## What to work on:
Among the lines below, take the one holding "async fn get(&self, key: KeyRef<'_>)", the one holding "deletes the key.", and all lines between them. Set them down exactly.

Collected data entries
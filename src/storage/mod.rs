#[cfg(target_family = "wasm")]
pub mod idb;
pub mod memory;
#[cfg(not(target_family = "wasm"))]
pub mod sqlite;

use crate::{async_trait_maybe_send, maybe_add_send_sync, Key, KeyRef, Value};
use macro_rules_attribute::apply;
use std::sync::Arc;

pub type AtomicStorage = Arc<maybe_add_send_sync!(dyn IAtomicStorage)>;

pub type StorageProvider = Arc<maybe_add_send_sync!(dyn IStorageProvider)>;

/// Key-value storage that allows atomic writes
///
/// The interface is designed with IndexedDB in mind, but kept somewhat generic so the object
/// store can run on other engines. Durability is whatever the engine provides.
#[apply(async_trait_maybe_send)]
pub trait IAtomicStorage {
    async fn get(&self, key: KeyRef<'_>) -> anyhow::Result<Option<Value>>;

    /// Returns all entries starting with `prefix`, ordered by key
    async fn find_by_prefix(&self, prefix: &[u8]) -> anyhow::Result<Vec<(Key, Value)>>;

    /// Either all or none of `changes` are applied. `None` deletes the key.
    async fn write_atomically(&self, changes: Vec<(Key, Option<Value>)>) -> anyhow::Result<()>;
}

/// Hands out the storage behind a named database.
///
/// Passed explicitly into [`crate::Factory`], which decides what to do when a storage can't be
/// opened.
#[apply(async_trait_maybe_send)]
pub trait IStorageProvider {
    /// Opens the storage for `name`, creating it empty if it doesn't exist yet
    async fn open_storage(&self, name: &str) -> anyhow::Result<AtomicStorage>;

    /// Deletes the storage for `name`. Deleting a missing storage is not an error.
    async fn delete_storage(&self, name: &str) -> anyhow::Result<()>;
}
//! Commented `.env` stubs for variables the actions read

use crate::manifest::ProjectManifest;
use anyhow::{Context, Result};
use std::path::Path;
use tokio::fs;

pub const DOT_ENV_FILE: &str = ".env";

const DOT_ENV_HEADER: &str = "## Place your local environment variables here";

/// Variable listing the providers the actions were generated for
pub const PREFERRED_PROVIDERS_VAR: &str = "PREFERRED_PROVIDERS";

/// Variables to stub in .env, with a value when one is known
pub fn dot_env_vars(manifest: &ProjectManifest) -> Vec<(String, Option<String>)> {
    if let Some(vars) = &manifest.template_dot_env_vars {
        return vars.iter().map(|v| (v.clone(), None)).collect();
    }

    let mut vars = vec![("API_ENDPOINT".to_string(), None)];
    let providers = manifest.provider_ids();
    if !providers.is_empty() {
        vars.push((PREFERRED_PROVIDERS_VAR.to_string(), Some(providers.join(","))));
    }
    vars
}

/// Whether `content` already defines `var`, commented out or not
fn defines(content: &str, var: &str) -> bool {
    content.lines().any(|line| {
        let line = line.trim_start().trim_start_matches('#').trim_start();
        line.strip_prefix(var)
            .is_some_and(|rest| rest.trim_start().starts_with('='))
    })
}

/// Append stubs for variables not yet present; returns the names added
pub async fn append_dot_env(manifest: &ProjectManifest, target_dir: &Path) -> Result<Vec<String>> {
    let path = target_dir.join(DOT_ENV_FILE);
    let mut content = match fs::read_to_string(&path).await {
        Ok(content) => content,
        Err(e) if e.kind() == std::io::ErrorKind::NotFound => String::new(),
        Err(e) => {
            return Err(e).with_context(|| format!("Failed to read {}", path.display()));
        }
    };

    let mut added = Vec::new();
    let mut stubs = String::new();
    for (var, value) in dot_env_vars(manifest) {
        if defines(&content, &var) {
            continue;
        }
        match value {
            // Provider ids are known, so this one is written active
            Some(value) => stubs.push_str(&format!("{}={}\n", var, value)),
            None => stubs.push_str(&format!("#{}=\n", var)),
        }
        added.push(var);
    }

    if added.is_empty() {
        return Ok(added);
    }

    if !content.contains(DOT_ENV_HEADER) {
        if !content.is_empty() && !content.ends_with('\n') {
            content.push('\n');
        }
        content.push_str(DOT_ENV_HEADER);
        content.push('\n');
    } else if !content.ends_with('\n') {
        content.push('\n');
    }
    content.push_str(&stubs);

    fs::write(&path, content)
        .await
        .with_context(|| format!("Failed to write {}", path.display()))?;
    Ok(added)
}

## Result:
    async fn get(&self, key: KeyRef<'_>) -> anyhow::Result<Option<Value>>;

    /// Returns all entries starting with `prefix`, ordered by key
    async fn find_by_prefix(&self, prefix: &[u8]) -> anyhow::Result<Vec<(Key, Value)>>;

    /// Either all or none of `changes` are applied. `None` deletes the key.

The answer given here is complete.